Hesperocallis undulata

Eugene Zielinski eez55@earthlink.net
Thu, 05 Aug 2010 20:46:47 PDT
Thanks, Lee and everyone else who wrote, for giving us some insight into
the growing conditions for H. undulata.  Now, I have a couple of questions.
1. What is the growth cycle of H. undulata?  Does it put up foliage in the
fall, grow through winter, and flower in the spring?  Or does it stay
underground until late winter, then quickly come up in the spring,  flower,
and set seed in a short blaze of glory?
2. A few years ago, the Mojave desert experienced exceptional winter rains
that led to an even more exceptional spring bloom.  Was the display of
Hesperocallis also exceptional?  (I suspect, based on Lee's anecdote below,
that it was.)
Oh yes -- that company out of Redwood City could be J.L. Hudson, Seedsman. 

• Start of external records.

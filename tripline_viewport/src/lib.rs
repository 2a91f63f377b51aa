// Copyright 2026 the Tripline Authors
// SPDX-License-Identifier: Apache-2.0 OR MIT

// After you edit the crate's doc comment, run this command, then check README.md for any missing links
// cargo rdme --workspace-project=tripline_viewport --heading-base-level=0

//! Tripline Viewport: a headless model of the map's visible region.
//!
//! This crate owns the one piece of genuinely time-driven state in the
//! Tripline stack. It provides:
//! - [`GeoBounds`]: an axis-aligned latitude/longitude rectangle with
//!   bounding, padding, and interpolation helpers.
//! - [`ViewportRegion`]: a bounds plus the zoom scale derived from its span.
//! - [`ViewportController`]: a two-phase state machine (overview of the
//!   whole itinerary, or focused on one event and its nearby places) that
//!   drives eased, cancellable flights between target regions.
//!
//! It does **not** fetch tiles, own markers, or talk to any map library.
//! Callers are expected to:
//! - Recompute the overview whenever the itinerary is replaced.
//! - Call [`ViewportController::focus`] / [`ViewportController::clear_focus`]
//!   as focus changes, with the focal coordinate and its derived satellites.
//! - Drive [`ViewportController::advance`] from their frame clock and read
//!   [`ViewportController::region`] each frame.
//!
//! Time is an opaque monotonic scalar supplied by the host on every call;
//! the crate never reads a clock of its own.
//!
//! ## Minimal example
//!
//! ```rust
//! use tripline_model::GeoPoint;
//! use tripline_viewport::{ViewportConfig, ViewportController, ViewportPhase};
//!
//! let mut viewport = ViewportController::new(ViewportConfig::default());
//!
//! // First itinerary: the overview is applied instantaneously.
//! let stops = [GeoPoint::new(48.86, 2.35), GeoPoint::new(48.87, 2.36)];
//! viewport.set_overview(stops, 0.0);
//! assert!(!viewport.is_animating());
//! assert_eq!(viewport.phase(), ViewportPhase::Overview);
//!
//! // Focusing starts an animated flight toward the focal region.
//! viewport.focus(stops[0], [GeoPoint::new(48.865, 2.352)], 1.0);
//! assert!(viewport.is_animating());
//! assert_eq!(viewport.phase(), ViewportPhase::Focused);
//!
//! // The flight completes after the configured duration.
//! viewport.advance(2.0);
//! assert!(!viewport.is_animating());
//! ```
//!
//! ## Design notes
//!
//! - Regions are axis-aligned in degree space; the zoom scale follows a
//!   halving ladder over the 360° world span, so no transcendental math is
//!   needed and the crate stays `no_std`-clean.
//! - Retargeting an in-flight animation samples the current mid-flight
//!   region and continues from there. There is never more than one active
//!   flight, and its target always reflects the most recent request.
//! - Degenerate inputs (zero or one coordinate) never produce an invalid
//!   region: a single point gets a fixed-radius region, no points fall back
//!   to [`GeoBounds::WORLD`].
//!
//! This crate is `no_std`.

#![no_std]

mod bounds;
mod config;
mod controller;

pub use bounds::{GeoBounds, ViewportRegion};
pub use config::{ViewportConfig, ViewportPhase};
pub use controller::{ViewportController, ViewportDebugInfo};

They're still around, and they still sell Hesperocallis seed.

Eugene Zielinski
Augusta, GA
(no place for Hesperocallis)

> [Original Message]
> From: Lee Poulsen <wpoulsen@pacbell.net>
> To: Pacific Bulb Society <pbs@lists.ibiblio.org>
> Date: 8/5/2010 5:50:09 PM
> Subject: Re: [pbs] Hesperocallis undulata
> I've tried this both from seeds and from one bulb I was very lucky to 
> get one year shortly after joining IBS (a few years before PBS got 
> started).
> I got seeds from Southwestern Native Seeds (they offer it every year) 

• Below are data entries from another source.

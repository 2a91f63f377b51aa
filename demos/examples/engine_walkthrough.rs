// Copyright 2026 the Tripline Authors
// SPDX-License-Identifier: Apache-2.0 OR MIT

//! Engine basics, headless.
//!
//! Generate a sample itinerary, hover across its stops, and watch the
//! snapshot the view layer would render from: focus, recommendations, and
//! the animated viewport region.
//!
//! Run:
//! - `cargo run -p tripline_demos --example engine_walkthrough`

use tripline_demos::SampleSource;
use tripline_engine::Engine;
use tripline_model::{ItinerarySource, TripRequest};
use tripline_scene::MarkerKind;

fn main() {
    let source = SampleSource;
    let request = TripRequest {
        destination: "Paris".into(),
        start_date: "2026-11-01".into(),
        end_date: "2026-11-02".into(),
    };

    let mut engine = Engine::default();
    let mut clock = 0.0;
    engine
        .apply_generation(source.generate(&request), clock)
        .expect("sample request is valid");

    {
        let snapshot = engine.snapshot();
        println!(
            "Generated {} stops for {}",
            snapshot.ordered_events.len(),
            request.destination
        );
        let region = snapshot.region;
        println!(
            "Overview region: {:?} .. {:?} (zoom {})",
            region.bounds.southwest(),
            region.bounds.northeast(),
            region.zoom
        );
    }

    // Hover each stop in turn, letting the flight finish before reading.
    let ids: Vec<String> = engine
        .snapshot()
        .ordered_events
        .iter()
        .map(|event| event.id.clone())
        .collect();
    for id in &ids {
        clock += 1.0;
        engine.hover(id, clock);
        while engine.advance(clock) {
            clock += 0.1;
        }

        let snapshot = engine.snapshot();
        let title = snapshot
            .ordered_events
            .iter()
            .find(|event| event.id == *id)
            .map_or("?", |event| event.title.as_str());
        println!("\nHover {id} ({title}) -> zoom {}", snapshot.region.zoom);
        for place in snapshot.recommended_places {
            println!(
                "  nearby: {} [{}] {} away, rated {:.1}",
                place.name,
                place.category.label(),
                place.distance_label,
                place.rating
            );
        }
    }

    // Unhover: back to the overview, with the overlay gone.
    clock += 1.0;
    engine.unhover(clock);
    while engine.advance(clock) {
        clock += 0.1;
    }
    let scene = engine.scene();
    let stops = scene
        .markers
        .iter()
        .filter(|marker| matches!(marker.kind, MarkerKind::Stop { .. }))
        .count();
    println!(
        "\nUnhovered: {} stop markers, {} overlay markers, path of {} points, zoom {}",
        stops,
        scene.markers.len() - stops,
        scene.path.len(),
        scene.region.zoom
    );
}
// Copyright 2026 the Tripline Authors
// SPDX-License-Identifier: Apache-2.0 OR MIT

//! Per-itinerary event snapshot with id-indexed lookup.

use alloc::string::String;
use alloc::vec::Vec;

use hashbrown::HashMap;

use crate::event::{Itinerary, ItineraryEvent};

/// Immutable per-render snapshot of an itinerary's ordered events.
///
/// The store exposes the event sequence exactly as the itinerary ordered it,
/// plus O(1)-amortized lookup by event id. There are no mutation operations;
/// a new itinerary produces a new store.
///
/// Lookup of an unknown id returns `None` rather than any fabricated event.
#[derive(Clone, Debug, Default)]
pub struct EventStore {
    events: Vec<ItineraryEvent>,
    index: HashMap<String, usize>,
}

impl EventStore {
    /// Creates an empty store (the idle, no-itinerary state).
    #[must_use]
    pub fn new() -> Self {
        Self::default()
    }

    /// Builds a store from an itinerary, consuming it.
    ///
    /// Event ids are expected to be unique within the itinerary; this is an
    /// invariant of generation. In debug builds a duplicate id panics; in
    /// release builds the first occurrence wins for lookup while the event
    /// sequence is kept intact.
    #[must_use]
    pub fn from_itinerary(itinerary: Itinerary) -> Self {
        let events = itinerary.events;
        let mut index = HashMap::with_capacity(events.len());
        for (position, event) in events.iter().enumerate() {
            let previous = index.entry(event.id.clone()).or_insert(position);
            debug_assert!(
                *previous == position,
                "duplicate event id in itinerary: {}",
                event.id
            );
        }
        Self { events, index }
    }

    /// Returns the ordered event sequence, unchanged from the itinerary.
    #[must_use]
    pub fn events(&self) -> &[ItineraryEvent] {
        &self.events
    }

    /// Looks up an event by id.
    #[must_use]
    pub fn get(&self, id: &str) -> Option<&ItineraryEvent> {
        self.index.get(id).map(|&position| &self.events[position])
    }

    /// Returns the zero-based position of an event in the sequence.
    #[must_use]
    pub fn position(&self, id: &str) -> Option<usize> {
        self.index.get(id).copied()
    }

    /// Returns `true` if an event with this id is present.
    #[must_use]
    pub fn contains(&self, id: &str) -> bool {
        self.index.contains_key(id)
    }

    /// Returns the number of events.
    #[must_use]
    pub fn len(&self) -> usize {
        self.events.len()
    }

    /// Returns `true` if the store holds no events.
    #[must_use]
    pub fn is_empty(&self) -> bool {
        self.events.is_empty()
    }
}

#[cfg(test)]
mod tests {
    use super::*;
    use crate::event::EventCategory;
    use crate::geo::GeoPoint;
    use alloc::string::ToString;

    fn event(id: &str, lat: f64, lng: f64) -> ItineraryEvent {
        ItineraryEvent {
            id: id.to_string(),
            title: id.to_string(),
            category: EventCategory::Activity,
            time: "10:00".to_string(),
            location: "Somewhere".to_string(),
            description: String::new(),
            duration: "1 h".to_string(),
            coordinate: GeoPoint::new(lat, lng),
        }
    }

    fn store_of(ids: &[&str]) -> EventStore {
        let events = ids
            .iter()
            .enumerate()
            .map(|(i, id)| event(id, 48.0 + i as f64 * 0.01, 2.0))
            .collect();
        EventStore::from_itinerary(Itinerary {
            destination: "Paris".to_string(),
            start_date: "2026-11-01".to_string(),
            end_date: "2026-11-05".to_string(),
            events,
        })
    }

    #[test]
    fn preserves_event_order() {
        let store = store_of(&["a", "b", "c"]);
        let ids: Vec<&str> = store.events().iter().map(|e| e.id.as_str()).collect();
        assert_eq!(ids, ["a", "b", "c"]);
    }

    #[test]
    fn lookup_by_id_and_position() {
        let store = store_of(&["a", "b", "c"]);
        assert_eq!(store.get("b").map(|e| e.id.as_str()), Some("b"));
        assert_eq!(store.position("c"), Some(2));
        assert!(store.contains("a"));
    }

    #[test]
    fn unknown_id_is_not_found() {
        let store = store_of(&["a"]);
        assert!(store.get("missing").is_none());
        assert_eq!(store.position("missing"), None);
        assert!(!store.contains("missing"));
    }

    #[test]
    fn empty_store_is_empty() {
        let store = EventStore::new();
        assert!(store.is_empty());
        assert_eq!(store.len(), 0);
        assert!(store.events().is_empty());
    }

    #[test]
    fn replacement_is_wholesale() {
        let first = store_of(&["a", "b"]);
        let second = store_of(&["x"]);
        // A new store knows nothing about the previous itinerary's ids.
        assert!(first.contains("a"));
        assert!(!second.contains("a"));
        assert_eq!(second.len(), 1);
    }
}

> and from a guy who sold all kinds of plant seeds out of Redwood City, 
> California. (I can't remember his nursery's name.) I tried them in three 
> different years and always planted them in the autumn like a lot of 
> mediterranean climate bulb seeds, and they always germinated in great 
> quantities. Germinating them was never the problem. They would grow 
> through the winter outside in our South. Calif. winter rains just fine. 

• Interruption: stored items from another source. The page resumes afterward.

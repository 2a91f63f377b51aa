// Copyright 2026 the Tripline Authors
// SPDX-License-Identifier: Apache-2.0 OR MIT

//! Shared helpers for the Tripline demo binaries.
//!
//! The only piece here is [`SampleSource`], a deterministic stand-in for
//! the real itinerary-generation service: any valid request yields the same
//! small city trip, with the destination echoed into the event text.

use tripline_model::{
    EventCategory, GenerateError, GeoPoint, Itinerary, ItineraryEvent, ItinerarySource,
    TripRequest,
};

/// A deterministic itinerary source for demos and manual testing.
///
/// Produces a six-stop day built around a fixed base coordinate (central
/// Paris), covering every event category so each hover path through the
/// engine can be exercised. Requests are validated the same way a real
/// source would: empty destinations and reversed date ranges are refused.
#[derive(Copy, Clone, Debug, Default)]
pub struct SampleSource;

/// Base coordinate the sample stops are scattered around.
const BASE: GeoPoint = GeoPoint::new(48.8566, 2.3522);

fn stop(
    index: usize,
    title: &str,
    category: EventCategory,
    time: &str,
    location: &str,
    description: &str,
    duration: &str,
    dlat: f64,
    dlng: f64,
) -> ItineraryEvent {
    ItineraryEvent {
        id: format!("evt-{index}"),
        title: title.into(),
        category,
        time: time.into(),
        location: location.into(),
        description: description.into(),
        duration: duration.into(),
        coordinate: BASE.offset_by(dlat, dlng),
    }
}

impl ItinerarySource for SampleSource {
    fn generate(&self, request: &TripRequest) -> Result<Itinerary, GenerateError> {
        request.validate()?;
        let city = request.destination.clone();
        Ok(Itinerary {
            destination: city.clone(),
            start_date: request.start_date.clone(),
            end_date: request.end_date.clone(),
            events: vec![
                stop(
                    1,
                    &format!("Arrival in {city}"),
                    EventCategory::Flight,
                    "09:15",
                    "International Airport",
                    "Touch down and pick up luggage",
                    "1 h",
                    0.08,
                    0.12,
                ),
                stop(
                    2,
                    "Check in at the hotel",
                    EventCategory::Accommodation,
                    "11:00",
                    "Old Town",
                    "Drop bags and freshen up",
                    "45 min",
                    0.004,
                    -0.006,
                ),
                stop(
                    3,
                    "Lunch at a corner bistro",
                    EventCategory::Food,
                    "12:30",
                    "Market Square",
                    "Local specialities, outdoor seating",
                    "1.5 h",
                    -0.003,
                    0.005,
                ),
                stop(
                    4,
                    "Afternoon at the museum",
                    EventCategory::Activity,
                    "14:30",
                    "Museum District",
                    "Permanent collection plus the rooftop view",
                    "3 h",
                    0.006,
                    0.010,
                ),
                stop(
                    5,
                    "Metro to the theatre",
                    EventCategory::Transit,
                    "18:45",
                    "Line 4",
                    "Two stops north",
                    "15 min",
                    0.010,
                    0.002,
                ),
                stop(
                    6,
                    "Evening show",
                    EventCategory::Entertainment,
                    "20:00",
                    "Grand Theatre",
                    "Front balcony seats",
                    "2.5 h",
                    0.012,
                    0.001,
                ),
            ],
        })
    }
}

#[cfg(test)]
mod tests {
    use super::*;

    fn request() -> TripRequest {
        TripRequest {
            destination: "Paris".into(),
            start_date: "2026-11-01".into(),
            end_date: "2026-11-02".into(),
        }
    }

    #[test]
    fn generates_a_six_stop_trip() {
        let itinerary = SampleSource.generate(&request()).unwrap();
        assert_eq!(itinerary.len(), 6);
        assert_eq!(itinerary.events[0].id, "evt-1");
        assert!(itinerary.events[0].title.contains("Paris"));
    }

    #[test]
    fn generation_is_deterministic() {
        let first = SampleSource.generate(&request()).unwrap();
        let second = SampleSource.generate(&request()).unwrap();
        assert_eq!(first, second);
    }

    #[test]
    fn refuses_invalid_requests() {
        let mut bad = request();
        bad.destination = String::new();
        assert_eq!(
            SampleSource.generate(&bad),
            Err(GenerateError::EmptyDestination)
        );
    }
}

> Then they'd go dormant when it got warm. But they never, ever, sprouted 
> again after that first year. Haven't tried again recently.
> I have an aunt and uncle who have some property down in San Felipe, Baja 
> California (Norte). They visit there at least twice a month over the 
> past 20 or 30 years. San Felipe gets very little rain, even in the 
> winter. In fact, a big chunk of any rain they ever get is when a 
> hurricane or tropical storm hits Baja California far enough north that 
> the remnants reach their area in what is called a chubasco. However, 
> some years ago when there was a really big El NiƱo throughout the 
> winter, lots of rain fell that winter down there. They went down one 
> weekend in the early spring and they arrived around midnight during a 
> full moon. They told me that for miles and miles, as they got closer to 
> their destination, the desert appeared to be covered with white lily 
> blooms shining in the moonlight as far as the eye could see, and they 
> rolled down their windows and the air had this heavenly scent my aunt 
> says she'll never forget. Wish I could have experienced that.